Depuis le 9 novembre dernier, c’est ce type de discours qui domine. Dès lors Ugur Sahin peut en toute bonne foi se targuer d’une efficacité très élevée (près de 96% selon lui) sans s’inquiéter outre mesure de la contagiosité. Bon, petite déception quand même à l’entendre rappeler que cette efficacité baissera au fil des mois, exigeant des vacciné·es de «booster [leurs] défenses régulièrement avec une autre injection entre un an et 18 mois plus tard».

Deuxième réflexe: aller voir ce qu’en dit l’OMS. Au contraire des acteurs privés, l’institution onusienne ne peut jouer l’esquive. Sur la page Internet dédiée, sous la rubrique «Peut-on se passer de précautions…» (mise à jour, 8 avril 2021), nous lisons: «Même si un vaccin contre la Covid-19 vous protège contre les formes graves et létales de la maladie, nous ne savons toujours pas dans quelle mesure il vous prémunit d’une infection et vous empêche de transmettre le virus à d’autres personnes.» Nous tenons enfin notre information.
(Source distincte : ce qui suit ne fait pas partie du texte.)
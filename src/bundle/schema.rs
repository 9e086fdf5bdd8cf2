//! Schema validation for evidence bundles.

use super::{BundleSummary, EvidenceBundle};
use crate::error::{EvidenceError, EvidenceResult};
use crate::proof::ProofType;

/// The only supported bundle document version.
pub const CURRENT_BUNDLE_VERSION: &str = "1.0";

/// Validate an evidence bundle against the schema constraints.
///
/// Checks:
/// - `version` must be `"1.0"`
/// - `generated_at` and `framework_id` must be non-empty
/// - At least one proof must be present
/// - Every proof key must name a known proof type matching the record inside
/// - Every proof must carry a non-empty timestamp and a non-empty assertion set
/// - Summary counts must partition the proofs exactly and match a fresh
///   derivation
pub fn validate_bundle(bundle: &EvidenceBundle) -> EvidenceResult<()> {
    if bundle.version != CURRENT_BUNDLE_VERSION {
        return Err(EvidenceError::invalid_bundle(format!(
            "Unsupported bundle version '{}', expected '{}'",
            bundle.version, CURRENT_BUNDLE_VERSION
        )));
    }

    if bundle.generated_at.is_empty() {
        return Err(EvidenceError::invalid_bundle(
            "generated_at must not be empty",
        ));
    }

    if bundle.framework_id.is_empty() {
        return Err(EvidenceError::invalid_bundle(
            "framework_id must not be empty",
        ));
    }

    if bundle.proofs.is_empty() {
        return Err(EvidenceError::invalid_bundle(
            "Bundle must contain at least one proof",
        ));
    }

    for (key, record) in &bundle.proofs {
        let known = ProofType::from_name(key);
        if known != Some(record.proof_type) {
            return Err(EvidenceError::invalid_bundle(format!(
                "Proof key '{}' does not match its record type '{}'",
                key, record.proof_type
            )));
        }

        if record.timestamp.is_empty() {
            return Err(EvidenceError::invalid_bundle(format!(
                "Proof '{}' has an empty timestamp",
                key
            )));
        }

        if record.assertions.is_empty() {
            return Err(EvidenceError::invalid_bundle(format!(
                "Proof '{}' has no assertions",
                key
            )));
        }
    }

    let derived = BundleSummary::derive(&bundle.proofs);
    if bundle.summary != derived {
        return Err(EvidenceError::invalid_bundle(format!(
            "Summary is stale: stored {:?}, derived {:?}",
            bundle.summary, derived
        )));
    }

    Ok(())
}
//! Assembles all proofs into a single evidence bundle.

use std::collections::BTreeMap;

use tracing::info;

use super::{BundleSummary, EvidenceBundle};
use crate::profiles::FrameworkProfile;
use crate::proof::{self, ProofType};
use crate::provider::ProviderClient;

/// Drives each proof generator in a fixed, deterministic order and merges the
/// results into one bundle.
///
/// A failed listing inside a generator never aborts the run; partial bundles
/// with UNKNOWN proofs are a valid, expected output.
pub struct BundleAssembler<'a> {
    provider: &'a dyn ProviderClient,
    profile: FrameworkProfile,
}

impl<'a> BundleAssembler<'a> {
    pub fn new(provider: &'a dyn ProviderClient, profile: FrameworkProfile) -> Self {
        Self { provider, profile }
    }

    /// Generate every proof in [`ProofType::ALL`] order and finalize the
    /// bundle with a freshly derived summary.
    pub fn run(&self) -> EvidenceBundle {
        let mut proofs = BTreeMap::new();

        for proof_type in ProofType::ALL {
            let record = proof::generate(proof_type, self.provider, &self.profile);
            info!(proof = %proof_type, verdict = ?record.overall, "proof generated");
            proofs.insert(proof_type.as_str().to_string(), record);
        }

        let summary = BundleSummary::derive(&proofs);
        info!(
            total = summary.total_proofs,
            passed = summary.passed,
            failed = summary.failed,
            unknown = summary.unknown,
            "bundle assembled"
        );

        EvidenceBundle {
            generated_at: chrono::Utc::now().to_rfc3339(),
            framework_id: self.profile.framework_id.clone(),
            version: self.profile.version.clone(),
            proofs,
            summary,
        }
    }
}
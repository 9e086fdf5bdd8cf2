//! File-backed provider reading exported listing snapshots from a directory.
//!
//! Each `(category, region)` listing lives in `<dir>/<category>_<region>.json`
//! as a JSON array of raw provider records. A missing or unreadable file maps
//! to `Unavailable`, which exercises the same contract a live transport
//! failure would.

use std::path::PathBuf;

use tracing::warn;

use super::{ProviderClient, ProviderResponse, RawResource, Region, ResourceCategory};

/// Provider client backed by a directory of listing snapshot files.
pub struct SnapshotProvider {
    dir: PathBuf,
}

impl SnapshotProvider {
    pub fn new(dir: impl Into<PathBuf>) -> Self {
        Self { dir: dir.into() }
    }

    fn listing_path(&self, category: ResourceCategory, region: &Region) -> PathBuf {
        self.dir.join(format!("{}_{}.json", category.as_str(), region))
    }
}

impl ProviderClient for SnapshotProvider {
    fn list(&self, category: ResourceCategory, region: &Region) -> ProviderResponse {
        let path = self.listing_path(category, region);

        let contents = match std::fs::read_to_string(&path) {
            Ok(c) => c,
            Err(e) => {
                warn!(
                    category = %category,
                    region = %region,
                    "listing snapshot unreadable: {}",
                    e
                );
                return ProviderResponse::Unavailable {
                    reason: format!("cannot read '{}': {}", path.display(), e),
                };
            }
        };

        match serde_json::from_str::<Vec<RawResource>>(&contents) {
            Ok(items) => ProviderResponse::Available(items),
            Err(e) => {
                warn!(
                    category = %category,
                    region = %region,
                    "listing snapshot malformed: {}",
                    e
                );
                ProviderResponse::Unavailable {
                    reason: format!("malformed listing '{}': {}", path.display(), e),
                }
            }
        }
    }
}
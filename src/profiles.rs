//! Predefined compliance framework profiles.

use serde::{Deserialize, Serialize};

use crate::provider::Region;

/// A framework profile pins the regulatory framework identifier and the
/// region scoping for every proof: where regulated data must reside
/// (`designated_region`), where it must be absent (`other_region`), and the
/// scope used for edge-distribution listings (`edge_region`).
#[derive(Serialize, Deserialize, Debug, Clone)]
pub struct FrameworkProfile {
    /// Profile name (e.g. "appi").
    pub name: String,
    /// Framework identifier stamped into the bundle (e.g. "APPI").
    pub framework_id: String,
    /// Bundle document version.
    pub version: String,
    /// Human-readable description.
    pub description: String,
    /// Region where regulated data is expected to reside.
    pub designated_region: Region,
    /// Region where regulated data must be absent.
    pub other_region: Region,
    /// Region scope for edge distribution and traffic filter listings.
    pub edge_region: Region,
}

/// APPI profile: personal data pinned to Tokyo, checked absent in São Paulo.
pub fn appi_profile() -> FrameworkProfile {
    FrameworkProfile {
        name: "appi".to_string(),
        framework_id: "APPI".to_string(),
        version: "1.0".to_string(),
        description: "APPI (Act on the Protection of Personal Information) \
                      evidence profile: regulated data resides in ap-northeast-1 \
                      only, with a transit-gateway-only corridor to sa-east-1."
            .to_string(),
        designated_region: Region::from("ap-northeast-1"),
        other_region: Region::from("sa-east-1"),
        edge_region: Region::from("us-east-1"),
    }
}

/// Look up a profile by name.
pub fn profile_by_name(name: &str) -> Option<FrameworkProfile> {
    match name {
        "appi" => Some(appi_profile()),
        _ => None,
    }
}
//! Bundle persistence and artifact packaging.

pub mod archive;
pub mod json_export;

use std::collections::BTreeMap;
use std::path::{Path, PathBuf};

use serde::{Deserialize, Serialize};

use crate::bundle::EvidenceBundle;
use crate::proof::Verdict;

pub use archive::{package, ArtifactEntry, ArtifactManifest};

/// File name of the main bundle document.
pub const BUNDLE_FILE_NAME: &str = "audit_evidence_bundle.json";

/// File name of the flat summary document.
pub const SUMMARY_FILE_NAME: &str = "evidence_summary.json";

/// Standalone proof documents that may sit beside the bundle from earlier
/// single-proof runs; packaged when present, skipped when not.
pub const SIBLING_PROOF_FILES: [&str; 2] =
    ["data_residency_proof.json", "network_corridor_proof.json"];

/// Flat, auditor-facing summary of one bundle.
#[derive(Serialize, Deserialize, Debug, Clone)]
pub struct SummaryDocument {
    pub generated_at: String,
    pub framework_id: String,
    pub version: String,
    /// Overall verdict per proof type name.
    pub proof_verdicts: BTreeMap<String, Verdict>,
    pub total_proofs: usize,
    pub passed: usize,
    pub failed: usize,
    pub unknown: usize,
    pub status: Verdict,
}

/// Derive the flat summary document from a finalized bundle.
pub fn summary_document(bundle: &EvidenceBundle) -> SummaryDocument {
    SummaryDocument {
        generated_at: bundle.generated_at.clone(),
        framework_id: bundle.framework_id.clone(),
        version: bundle.version.clone(),
        proof_verdicts: bundle
            .proofs
            .iter()
            .map(|(name, record)| (name.clone(), record.overall))
            .collect(),
        total_proofs: bundle.summary.total_proofs,
        passed: bundle.summary.passed,
        failed: bundle.summary.failed,
        unknown: bundle.summary.unknown,
        status: bundle.summary.status,
    }
}

/// The artifact names one run hands to the packaging step: bundle file,
/// summary document, and any sibling proof documents. Existence is checked by
/// [`package`], not here.
pub fn artifact_candidates(out_dir: &Path) -> Vec<PathBuf> {
    let mut candidates = vec![out_dir.join(BUNDLE_FILE_NAME), out_dir.join(SUMMARY_FILE_NAME)];
    for sibling in SIBLING_PROOF_FILES {
        candidates.push(out_dir.join(sibling));
    }
    candidates
}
Elle est d’autant plus significative qu’elle tient compte des premières études réalisées – au Royaume-Uni et en Israël, deux pays où la campagne de vaccination a été menée tambour battant –, à savoir que la vaccination permet de réduire la contamination, de la réduire oui – et ceci fut une surprise pour les chercheurs – mais non de la supprimer.
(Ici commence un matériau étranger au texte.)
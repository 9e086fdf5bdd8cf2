//! Compliance evidence aggregation for regional cloud resources.
//!
//! This crate provides:
//! - A provider client abstraction for read-only resource listings (`provider`)
//! - Normalization of raw provider records into canonical shapes (`normalize`)
//! - Named boolean compliance assertions per proof type (`assertions`)
//! - Proof generation and bundle assembly (`proof`, `bundle`)
//! - Bundle persistence and archive packaging (`export`)

pub mod assertions;
pub mod bundle;
pub mod error;
pub mod export;
pub mod normalize;
pub mod profiles;
pub mod proof;
pub mod provider;

pub use error::{EvidenceError, EvidenceResult};
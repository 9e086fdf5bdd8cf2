//! CLI for audit evidence generation.
//!
//! Subcommands:
//! - `generate`: Run every proof, write the bundle and summary, package the archive.
//! - `proof`: Generate a single proof document.
//! - `verify`: Load a bundle file and validate it against the schema.
//!
//! Exit codes: 0 = compliant, 1 = non-compliant or unverifiable, 2 = error.

use std::path::{Path, PathBuf};
use std::process;

use clap::{Parser, Subcommand};
use tracing_subscriber::EnvFilter;

use audit_evidence::bundle::schema::validate_bundle;
use audit_evidence::bundle::BundleAssembler;
use audit_evidence::export::{self, json_export};
use audit_evidence::profiles::{profile_by_name, FrameworkProfile};
use audit_evidence::proof::{self, ProofType, Verdict};
use audit_evidence::provider::{Region, SnapshotProvider};

#[derive(Parser)]
#[command(name = "audit-evidence", about = "Compliance evidence bundle toolkit")]
struct Cli {
    #[command(subcommand)]
    command: Commands,
}

#[derive(Subcommand)]
enum Commands {
    /// Generate the full evidence bundle, summary, and archive.
    Generate {
        /// Directory of provider listing snapshots.
        #[arg(long)]
        snapshots: PathBuf,
        /// Output directory for the bundle, summary, and archive.
        #[arg(long)]
        out: PathBuf,
        /// Framework profile name.
        #[arg(long, default_value = "appi")]
        profile: String,
        /// Override the designated region.
        #[arg(long)]
        designated_region: Option<String>,
        /// Override the other (must-be-absent) region.
        #[arg(long)]
        other_region: Option<String>,
        /// Override the edge listing scope.
        #[arg(long)]
        edge_region: Option<String>,
    },
    /// Generate one proof document.
    Proof {
        /// Directory of provider listing snapshots.
        #[arg(long)]
        snapshots: PathBuf,
        /// Proof type name (e.g. data_residency, network_corridor).
        #[arg(long = "type")]
        proof_type: String,
        /// Output file; defaults to <type>_proof.json in the current directory.
        #[arg(long)]
        out: Option<PathBuf>,
        /// Framework profile name.
        #[arg(long, default_value = "appi")]
        profile: String,
    },
    /// Validate a previously generated bundle file.
    Verify {
        /// Path to the bundle JSON file.
        bundle: PathBuf,
    },
}

fn main() {
    tracing_subscriber::fmt()
        .with_env_filter(EnvFilter::from_default_env())
        .init();

    let cli = Cli::parse();

    let exit_code = match cli.command {
        Commands::Generate {
            snapshots,
            out,
            profile,
            designated_region,
            other_region,
            edge_region,
        } => run_generate(
            &snapshots,
            &out,
            &profile,
            designated_region,
            other_region,
            edge_region,
        ),
        Commands::Proof {
            snapshots,
            proof_type,
            out,
            profile,
        } => run_proof(&snapshots, &proof_type, out.as_deref(), &profile),
        Commands::Verify { bundle } => run_verify(&bundle),
    };

    process::exit(exit_code);
}

fn load_profile(
    name: &str,
    designated: Option<String>,
    other: Option<String>,
    edge: Option<String>,
) -> Option<FrameworkProfile> {
    let mut profile = profile_by_name(name)?;
    if let Some(region) = designated {
        profile.designated_region = Region::new(region);
    }
    if let Some(region) = other {
        profile.other_region = Region::new(region);
    }
    if let Some(region) = edge {
        profile.edge_region = Region::new(region);
    }
    Some(profile)
}

fn verdict_exit_code(verdict: Verdict) -> i32 {
    match verdict {
        Verdict::Pass => 0,
        Verdict::Fail | Verdict::Unknown => 1,
    }
}

fn run_generate(
    snapshots: &Path,
    out: &Path,
    profile_name: &str,
    designated: Option<String>,
    other: Option<String>,
    edge: Option<String>,
) -> i32 {
    let profile = match load_profile(profile_name, designated, other, edge) {
        Some(p) => p,
        None => {
            eprintln!("Error: unknown profile '{}'. Use 'appi'.", profile_name);
            return 2;
        }
    };

    if let Err(e) = std::fs::create_dir_all(out) {
        eprintln!("Error: cannot create output directory '{}': {}", out.display(), e);
        return 2;
    }

    let provider = SnapshotProvider::new(snapshots);
    let bundle = BundleAssembler::new(&provider, profile).run();

    if let Err(e) = validate_bundle(&bundle) {
        eprintln!("Error: generated bundle failed validation: {}", e);
        return 2;
    }

    let bundle_path = out.join(export::BUNDLE_FILE_NAME);
    if let Err(e) = json_export::write_document(&bundle_path, &bundle) {
        eprintln!("Error: {}", e);
        return 2;
    }

    let summary = export::summary_document(&bundle);
    let summary_path = out.join(export::SUMMARY_FILE_NAME);
    if let Err(e) = json_export::write_document(&summary_path, &summary) {
        eprintln!("Error: {}", e);
        return 2;
    }

    let archive_name = format!(
        "audit_evidence_bundle_{}.zip",
        chrono::Utc::now().format("%Y%m%d_%H%M%S")
    );
    let archive_path = out.join(archive_name);
    let manifest = match export::package(&archive_path, &export::artifact_candidates(out)) {
        Ok(m) => m,
        Err(e) => {
            eprintln!("Error: {}", e);
            return 2;
        }
    };

    match json_export::to_json(&summary) {
        Ok(json) => println!("{}", json),
        Err(e) => {
            eprintln!("Error: cannot serialize summary: {}", e);
            return 2;
        }
    }
    eprintln!("Bundle written to {}", bundle_path.display());
    eprintln!(
        "Archive {} contains {} file(s)",
        manifest.archive,
        manifest.entries.len()
    );

    verdict_exit_code(bundle.summary.status)
}

fn run_proof(snapshots: &Path, type_name: &str, out: Option<&Path>, profile_name: &str) -> i32 {
    let profile = match profile_by_name(profile_name) {
        Some(p) => p,
        None => {
            eprintln!("Error: unknown profile '{}'. Use 'appi'.", profile_name);
            return 2;
        }
    };

    let proof_type = match ProofType::from_name(type_name) {
        Some(t) => t,
        None => {
            eprintln!(
                "Error: unknown proof type '{}'. Known: {}",
                type_name,
                ProofType::ALL
                    .iter()
                    .map(|t| t.as_str())
                    .collect::<Vec<_>>()
                    .join(", ")
            );
            return 2;
        }
    };

    let provider = SnapshotProvider::new(snapshots);
    let record = proof::generate(proof_type, &provider, &profile);

    let default_path = PathBuf::from(format!("{}_proof.json", proof_type.as_str()));
    let out_path = out.unwrap_or(&default_path);
    if let Err(e) = json_export::write_document(out_path, &record) {
        eprintln!("Error: {}", e);
        return 2;
    }

    eprintln!(
        "Proof '{}' written to {} (overall {:?})",
        proof_type,
        out_path.display(),
        record.overall
    );
    verdict_exit_code(record.overall)
}

fn run_verify(bundle_path: &Path) -> i32 {
    let bundle = match json_export::read_bundle(bundle_path) {
        Ok(b) => b,
        Err(e) => {
            eprintln!("Error: {}", e);
            return 2;
        }
    };

    if let Err(e) = validate_bundle(&bundle) {
        eprintln!("Error: bundle invalid: {}", e);
        return 2;
    }

    let summary = export::summary_document(&bundle);
    match json_export::to_json(&summary) {
        Ok(json) => println!("{}", json),
        Err(e) => {
            eprintln!("Error: cannot serialize summary: {}", e);
            return 2;
        }
    }

    verdict_exit_code(bundle.summary.status)
}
Durant les mois à venir de nouvelles recherches vont sans aucun doute nous permettre de mieux comprendre comment vaccin et virus interagissent, mais une chose demeure certaine: il ne peut être question de gommer l’extraordinaire complexité de ces interactions.

Personnellement je crois le public capable de la saisir. Ignorer ce fait et lui servir des explications à la semaine, c’est prendre le risque de voir l’adhésion se transformer en défiance. Nous savons qu’il n’est rien de plus contagieux.

Notes[+]

Alexandre Chollier est géographe et enseignant.